Stored data
------------------------------------------------------------------------

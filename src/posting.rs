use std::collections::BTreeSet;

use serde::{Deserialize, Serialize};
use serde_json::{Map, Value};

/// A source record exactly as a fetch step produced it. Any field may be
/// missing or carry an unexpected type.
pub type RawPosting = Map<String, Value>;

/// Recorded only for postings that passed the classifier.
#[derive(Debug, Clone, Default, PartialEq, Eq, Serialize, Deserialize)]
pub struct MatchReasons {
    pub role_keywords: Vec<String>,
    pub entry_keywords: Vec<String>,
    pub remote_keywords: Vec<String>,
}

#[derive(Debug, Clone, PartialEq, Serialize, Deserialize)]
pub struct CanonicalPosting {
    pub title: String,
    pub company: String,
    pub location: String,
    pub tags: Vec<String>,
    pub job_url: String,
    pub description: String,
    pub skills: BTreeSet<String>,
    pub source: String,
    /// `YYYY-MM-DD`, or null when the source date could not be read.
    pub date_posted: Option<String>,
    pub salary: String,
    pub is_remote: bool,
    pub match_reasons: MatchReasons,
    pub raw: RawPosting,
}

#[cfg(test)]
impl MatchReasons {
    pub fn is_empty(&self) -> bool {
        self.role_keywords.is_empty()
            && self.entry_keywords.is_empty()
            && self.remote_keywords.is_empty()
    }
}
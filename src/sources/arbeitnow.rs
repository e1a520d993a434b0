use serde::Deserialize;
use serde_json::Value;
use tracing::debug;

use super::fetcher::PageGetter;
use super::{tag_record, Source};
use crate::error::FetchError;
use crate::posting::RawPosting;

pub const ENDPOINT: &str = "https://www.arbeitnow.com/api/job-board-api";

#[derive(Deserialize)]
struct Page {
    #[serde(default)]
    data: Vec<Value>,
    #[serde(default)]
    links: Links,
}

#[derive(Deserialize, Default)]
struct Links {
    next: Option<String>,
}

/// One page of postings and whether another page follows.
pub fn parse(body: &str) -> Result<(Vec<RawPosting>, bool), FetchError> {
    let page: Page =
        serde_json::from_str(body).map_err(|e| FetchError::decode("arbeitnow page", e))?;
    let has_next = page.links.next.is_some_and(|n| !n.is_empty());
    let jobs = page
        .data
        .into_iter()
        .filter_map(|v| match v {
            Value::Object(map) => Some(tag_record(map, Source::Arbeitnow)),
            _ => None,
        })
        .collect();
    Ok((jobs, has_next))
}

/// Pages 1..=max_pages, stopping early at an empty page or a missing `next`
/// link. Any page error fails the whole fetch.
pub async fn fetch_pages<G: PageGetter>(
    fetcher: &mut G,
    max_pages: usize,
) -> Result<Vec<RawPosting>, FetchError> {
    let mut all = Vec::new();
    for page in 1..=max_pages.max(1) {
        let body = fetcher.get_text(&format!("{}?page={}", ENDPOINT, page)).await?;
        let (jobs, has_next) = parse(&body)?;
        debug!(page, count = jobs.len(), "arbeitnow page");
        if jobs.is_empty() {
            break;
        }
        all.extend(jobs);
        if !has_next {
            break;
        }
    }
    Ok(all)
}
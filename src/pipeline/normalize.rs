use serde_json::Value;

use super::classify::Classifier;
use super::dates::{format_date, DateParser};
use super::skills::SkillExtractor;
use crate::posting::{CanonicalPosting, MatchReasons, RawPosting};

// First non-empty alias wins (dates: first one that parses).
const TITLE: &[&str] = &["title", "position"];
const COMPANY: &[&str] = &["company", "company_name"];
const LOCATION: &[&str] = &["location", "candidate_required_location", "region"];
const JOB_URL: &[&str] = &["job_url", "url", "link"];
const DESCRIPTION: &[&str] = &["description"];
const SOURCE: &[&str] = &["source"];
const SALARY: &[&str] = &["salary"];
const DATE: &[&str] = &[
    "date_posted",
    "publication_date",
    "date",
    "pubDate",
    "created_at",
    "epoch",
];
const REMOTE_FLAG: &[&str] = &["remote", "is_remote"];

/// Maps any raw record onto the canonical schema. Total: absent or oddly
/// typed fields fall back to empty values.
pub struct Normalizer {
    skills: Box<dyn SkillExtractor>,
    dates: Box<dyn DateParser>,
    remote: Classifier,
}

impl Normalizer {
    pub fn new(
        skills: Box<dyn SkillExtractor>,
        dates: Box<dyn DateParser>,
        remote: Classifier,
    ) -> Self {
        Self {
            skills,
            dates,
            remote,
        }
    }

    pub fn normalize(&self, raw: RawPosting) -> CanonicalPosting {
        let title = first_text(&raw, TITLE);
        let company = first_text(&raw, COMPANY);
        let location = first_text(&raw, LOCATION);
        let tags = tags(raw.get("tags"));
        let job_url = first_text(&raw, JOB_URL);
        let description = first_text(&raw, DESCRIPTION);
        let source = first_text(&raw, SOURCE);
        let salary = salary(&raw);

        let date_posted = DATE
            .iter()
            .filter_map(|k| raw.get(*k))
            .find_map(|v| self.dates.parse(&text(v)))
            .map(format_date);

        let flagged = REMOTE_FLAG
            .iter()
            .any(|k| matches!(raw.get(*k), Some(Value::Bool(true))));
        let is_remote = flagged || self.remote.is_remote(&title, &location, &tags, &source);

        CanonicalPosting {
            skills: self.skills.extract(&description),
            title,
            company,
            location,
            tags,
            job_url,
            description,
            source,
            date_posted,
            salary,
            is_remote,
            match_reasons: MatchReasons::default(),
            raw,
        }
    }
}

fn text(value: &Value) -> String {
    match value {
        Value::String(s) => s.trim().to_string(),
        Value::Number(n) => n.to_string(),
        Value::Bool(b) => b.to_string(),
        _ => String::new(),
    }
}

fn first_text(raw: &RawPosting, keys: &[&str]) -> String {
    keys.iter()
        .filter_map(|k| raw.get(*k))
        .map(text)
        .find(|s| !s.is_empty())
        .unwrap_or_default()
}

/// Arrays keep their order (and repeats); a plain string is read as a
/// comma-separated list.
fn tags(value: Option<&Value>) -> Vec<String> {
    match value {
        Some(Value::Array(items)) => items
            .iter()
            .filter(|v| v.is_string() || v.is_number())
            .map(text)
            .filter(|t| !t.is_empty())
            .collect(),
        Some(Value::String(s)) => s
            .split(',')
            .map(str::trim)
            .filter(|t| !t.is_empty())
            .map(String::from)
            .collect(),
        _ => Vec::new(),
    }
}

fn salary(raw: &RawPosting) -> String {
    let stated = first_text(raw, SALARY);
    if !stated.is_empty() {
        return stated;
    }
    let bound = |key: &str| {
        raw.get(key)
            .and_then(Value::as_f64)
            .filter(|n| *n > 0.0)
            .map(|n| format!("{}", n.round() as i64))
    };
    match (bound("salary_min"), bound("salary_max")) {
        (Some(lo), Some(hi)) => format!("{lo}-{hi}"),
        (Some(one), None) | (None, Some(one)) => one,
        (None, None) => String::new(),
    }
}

------------------------------------------------------------------------

[Task objective] Could all of the entries be retyped word for word?

[Solution]
filename src/posting.rs
use std::collections::BTreeSet;

use serde::{Deserialize, Serialize};
use serde_json::{Map, Value};

/// A source record exactly as a fetch step produced it. Any field may be
/// missing or carry an unexpected type.
pub type RawPosting = Map<String, Value>;

/// Recorded only for postings that passed the classifier.
#[derive(Debug, Clone, Default, PartialEq, Eq, Serialize, Deserialize)]
pub struct MatchReasons {
    pub role_keywords: Vec<String>,
    pub entry_keywords: Vec<String>,
    pub remote_keywords: Vec<String>,
}

#[derive(Debug, Clone, PartialEq, Serialize, Deserialize)]
pub struct CanonicalPosting {
    pub title: String,
    pub company: String,
    pub location: String,
    pub tags: Vec<String>,
    pub job_url: String,
    pub description: String,
    pub skills: BTreeSet<String>,
    pub source: String,
    /// `YYYY-MM-DD`, or null when the source date could not be read.
    pub date_posted: Option<String>,
    pub salary: String,
    pub is_remote: bool,
    pub match_reasons: MatchReasons,
    pub raw: RawPosting,
}

#[cfg(test)]
impl MatchReasons {
    pub fn is_empty(&self) -> bool {
        self.role_keywords.is_empty()
            && self.entry_keywords.is_empty()
            && self.remote_keywords.is_empty()
    }
}
filename src/sources/arbeitnow.rs
repository e1a520d993a434b0
use serde::Deserialize;
use serde_json::Value;
use tracing::debug;

use super::fetcher::PageGetter;
use super::{tag_record, Source};
use crate::error::FetchError;
use crate::posting::RawPosting;

pub const ENDPOINT: &str = "https://www.arbeitnow.com/api/job-board-api";

#[derive(Deserialize)]
struct Page {
    #[serde(default)]
    data: Vec<Value>,
    #[serde(default)]
    links: Links,
}

#[derive(Deserialize, Default)]
struct Links {
    next: Option<String>,
}

/// One page of postings and whether another page follows.
pub fn parse(body: &str) -> Result<(Vec<RawPosting>, bool), FetchError> {
    let page: Page =
        serde_json::from_str(body).map_err(|e| FetchError::decode("arbeitnow page", e))?;
    let has_next = page.links.next.is_some_and(|n| !n.is_empty());
    let jobs = page
        .data
        .into_iter()
        .filter_map(|v| match v {
            Value::Object(map) => Some(tag_record(map, Source::Arbeitnow)),
            _ => None,
        })
        .collect();
    Ok((jobs, has_next))
}

/// Pages 1..=max_pages, stopping early at an empty page or a missing `next`
/// link. Any page error fails the whole fetch.
pub async fn fetch_pages<G: PageGetter>(
    fetcher: &mut G,
    max_pages: usize,
) -> Result<Vec<RawPosting>, FetchError> {
    let mut all = Vec::new();
    for page in 1..=max_pages.max(1) {
        let body = fetcher.get_text(&format!("{}?page={}", ENDPOINT, page)).await?;
        let (jobs, has_next) = parse(&body)?;
        debug!(page, count = jobs.len(), "arbeitnow page");
        if jobs.is_empty() {
            break;
        }
        all.extend(jobs);
        if !has_next {
            break;
        }
    }
    Ok(all)
}
filename src/pipeline/normalize.rs
use serde_json::Value;

use super::classify::Classifier;
use super::dates::{format_date, DateParser};
use super::skills::SkillExtractor;
use crate::posting::{CanonicalPosting, MatchReasons, RawPosting};

// First non-empty alias wins (dates: first one that parses).
const TITLE: &[&str] = &["title", "position"];
const COMPANY: &[&str] = &["company", "company_name"];
const LOCATION: &[&str] = &["location", "candidate_required_location", "region"];
const JOB_URL: &[&str] = &["job_url", "url", "link"];
const DESCRIPTION: &[&str] = &["description"];
const SOURCE: &[&str] = &["source"];
const SALARY: &[&str] = &["salary"];
const DATE: &[&str] = &[
    "date_posted",
    "publication_date",
    "date",
    "pubDate",
    "created_at",
    "epoch",
];
const REMOTE_FLAG: &[&str] = &["remote", "is_remote"];

/// Maps any raw record onto the canonical schema. Total: absent or oddly
/// typed fields fall back to empty values.
pub struct Normalizer {
    skills: Box<dyn SkillExtractor>,
    dates: Box<dyn DateParser>,
    remote: Classifier,
}

impl Normalizer {
    pub fn new(
        skills: Box<dyn SkillExtractor>,
        dates: Box<dyn DateParser>,
        remote: Classifier,
    ) -> Self {
        Self {
            skills,
            dates,
            remote,
        }
    }

    pub fn normalize(&self, raw: RawPosting) -> CanonicalPosting {
        let title = first_text(&raw, TITLE);
        let company = first_text(&raw, COMPANY);
        let location = first_text(&raw, LOCATION);
        let tags = tags(raw.get("tags"));
        let job_url = first_text(&raw, JOB_URL);
        let description = first_text(&raw, DESCRIPTION);
        let source = first_text(&raw, SOURCE);
        let salary = salary(&raw);

        let date_posted = DATE
            .iter()
            .filter_map(|k| raw.get(*k))
            .find_map(|v| self.dates.parse(&text(v)))
            .map(format_date);

        let flagged = REMOTE_FLAG
            .iter()
            .any(|k| matches!(raw.get(*k), Some(Value::Bool(true))));
        let is_remote = flagged || self.remote.is_remote(&title, &location, &tags, &source);

        CanonicalPosting {
            skills: self.skills.extract(&description),
            title,
            company,
            location,
            tags,
            job_url,
            description,
            source,
            date_posted,
            salary,
            is_remote,
            match_reasons: MatchReasons::default(),
            raw,
        }
    }
}

fn text(value: &Value) -> String {
    match value {
        Value::String(s) => s.trim().to_string(),
        Value::Number(n) => n.to_string(),
        Value::Bool(b) => b.to_string(),
        _ => String::new(),
    }
}

fn first_text(raw: &RawPosting, keys: &[&str]) -> String {
    keys.iter()
        .filter_map(|k| raw.get(*k))
        .map(text)
        .find(|s| !s.is_empty())
        .unwrap_or_default()
}

/// Arrays keep their order (and repeats); a plain string is read as a
/// comma-separated list.
fn tags(value: Option<&Value>) -> Vec<String> {
    match value {
        Some(Value::Array(items)) => items
            .iter()
            .filter(|v| v.is_string() || v.is_number())
            .map(text)
            .filter(|t| !t.is_empty())
            .collect(),
        Some(Value::String(s)) => s
            .split(',')
            .map(str::trim)
            .filter(|t| !t.is_empty())
            .map(String::from)
            .collect(),
        _ => Vec::new(),
    }
}

fn salary(raw: &RawPosting) -> String {
    let stated = first_text(raw, SALARY);
    if !stated.is_empty() {
        return stated;
    }
    let bound = |key: &str| {
        raw.get(key)
            .and_then(Value::as_f64)
            .filter(|n| *n > 0.0)
            .map(|n| format!("{}", n.round() as i64))
    };
    match (bound("salary_min"), bound("salary_max")) {
        (Some(lo), Some(hi)) => format!("{lo}-{hi}"),
        (Some(one), None) | (None, Some(one)) => one,
        (None, None) => String::new(),
    }
}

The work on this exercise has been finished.